** SUPPLIED DATA follows **
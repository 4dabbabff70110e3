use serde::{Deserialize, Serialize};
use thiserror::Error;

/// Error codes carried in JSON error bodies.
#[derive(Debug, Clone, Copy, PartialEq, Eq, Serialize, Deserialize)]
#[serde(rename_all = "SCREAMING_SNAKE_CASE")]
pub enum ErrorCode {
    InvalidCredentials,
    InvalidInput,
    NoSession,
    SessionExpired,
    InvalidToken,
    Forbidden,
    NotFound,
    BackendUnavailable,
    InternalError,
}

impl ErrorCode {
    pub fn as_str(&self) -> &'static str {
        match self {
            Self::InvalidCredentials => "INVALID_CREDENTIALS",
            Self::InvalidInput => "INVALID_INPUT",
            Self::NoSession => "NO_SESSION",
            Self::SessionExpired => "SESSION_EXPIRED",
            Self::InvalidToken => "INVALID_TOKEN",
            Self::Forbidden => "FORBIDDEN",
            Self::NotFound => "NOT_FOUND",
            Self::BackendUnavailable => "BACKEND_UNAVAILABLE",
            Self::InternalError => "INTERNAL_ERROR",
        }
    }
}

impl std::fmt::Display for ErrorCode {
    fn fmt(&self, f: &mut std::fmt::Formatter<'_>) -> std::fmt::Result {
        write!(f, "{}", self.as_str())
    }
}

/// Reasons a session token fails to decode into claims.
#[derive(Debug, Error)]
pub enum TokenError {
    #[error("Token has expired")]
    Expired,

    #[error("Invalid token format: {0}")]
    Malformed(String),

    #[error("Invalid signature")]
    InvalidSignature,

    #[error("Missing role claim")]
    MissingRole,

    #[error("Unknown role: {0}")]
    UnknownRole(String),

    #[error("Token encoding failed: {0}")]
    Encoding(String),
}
** End of SUPPLIED DATA **
** SUPPLIED DATA follows **
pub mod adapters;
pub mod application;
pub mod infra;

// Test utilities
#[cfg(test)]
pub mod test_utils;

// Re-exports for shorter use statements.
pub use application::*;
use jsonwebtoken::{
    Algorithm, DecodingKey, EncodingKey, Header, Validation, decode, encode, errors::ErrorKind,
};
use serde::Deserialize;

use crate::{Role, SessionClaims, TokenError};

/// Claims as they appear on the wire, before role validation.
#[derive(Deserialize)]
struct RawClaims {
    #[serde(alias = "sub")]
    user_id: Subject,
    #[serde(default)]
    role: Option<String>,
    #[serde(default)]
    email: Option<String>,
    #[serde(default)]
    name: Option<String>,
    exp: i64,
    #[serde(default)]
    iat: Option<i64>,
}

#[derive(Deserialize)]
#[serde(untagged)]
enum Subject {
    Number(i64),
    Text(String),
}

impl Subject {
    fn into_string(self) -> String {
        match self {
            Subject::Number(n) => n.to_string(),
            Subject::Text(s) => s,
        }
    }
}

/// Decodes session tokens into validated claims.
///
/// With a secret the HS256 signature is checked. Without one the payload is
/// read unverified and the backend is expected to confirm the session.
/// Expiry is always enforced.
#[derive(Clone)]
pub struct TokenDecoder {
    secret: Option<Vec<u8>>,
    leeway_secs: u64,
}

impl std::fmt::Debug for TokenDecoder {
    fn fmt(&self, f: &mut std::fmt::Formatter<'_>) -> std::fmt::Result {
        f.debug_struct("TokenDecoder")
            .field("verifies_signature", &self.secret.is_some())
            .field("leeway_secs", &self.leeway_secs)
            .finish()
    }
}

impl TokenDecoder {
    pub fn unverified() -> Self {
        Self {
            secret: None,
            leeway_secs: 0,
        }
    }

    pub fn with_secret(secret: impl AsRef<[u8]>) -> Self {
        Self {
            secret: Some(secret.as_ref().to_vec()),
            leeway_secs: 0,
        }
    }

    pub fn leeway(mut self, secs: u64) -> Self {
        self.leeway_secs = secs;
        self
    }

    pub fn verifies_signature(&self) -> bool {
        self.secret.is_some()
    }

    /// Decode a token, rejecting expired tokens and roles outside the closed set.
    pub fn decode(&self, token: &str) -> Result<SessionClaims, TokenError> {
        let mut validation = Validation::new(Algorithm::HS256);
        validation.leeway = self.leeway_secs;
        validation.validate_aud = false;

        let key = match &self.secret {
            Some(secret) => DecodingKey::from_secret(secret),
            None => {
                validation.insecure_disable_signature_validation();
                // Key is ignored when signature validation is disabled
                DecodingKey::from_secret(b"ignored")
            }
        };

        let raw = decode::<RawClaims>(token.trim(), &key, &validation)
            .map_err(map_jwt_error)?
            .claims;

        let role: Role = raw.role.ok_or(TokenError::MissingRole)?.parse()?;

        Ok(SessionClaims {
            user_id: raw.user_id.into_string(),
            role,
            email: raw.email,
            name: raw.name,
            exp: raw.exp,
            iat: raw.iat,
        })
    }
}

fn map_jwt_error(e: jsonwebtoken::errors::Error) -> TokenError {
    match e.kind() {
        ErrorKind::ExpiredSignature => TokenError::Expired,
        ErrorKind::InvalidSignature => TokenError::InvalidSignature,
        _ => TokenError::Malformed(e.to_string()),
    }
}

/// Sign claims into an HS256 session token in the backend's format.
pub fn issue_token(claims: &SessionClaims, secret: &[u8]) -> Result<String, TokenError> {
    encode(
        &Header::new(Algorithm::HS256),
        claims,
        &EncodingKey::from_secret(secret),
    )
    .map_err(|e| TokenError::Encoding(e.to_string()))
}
** End of SUPPLIED DATA **
WHAT THE TASK REQUIRES:
Copy out the lines above that hold the string "Malformed".

TASK ANSWER:
    Malformed(String),
        _ => TokenError::Malformed(e.to_string()),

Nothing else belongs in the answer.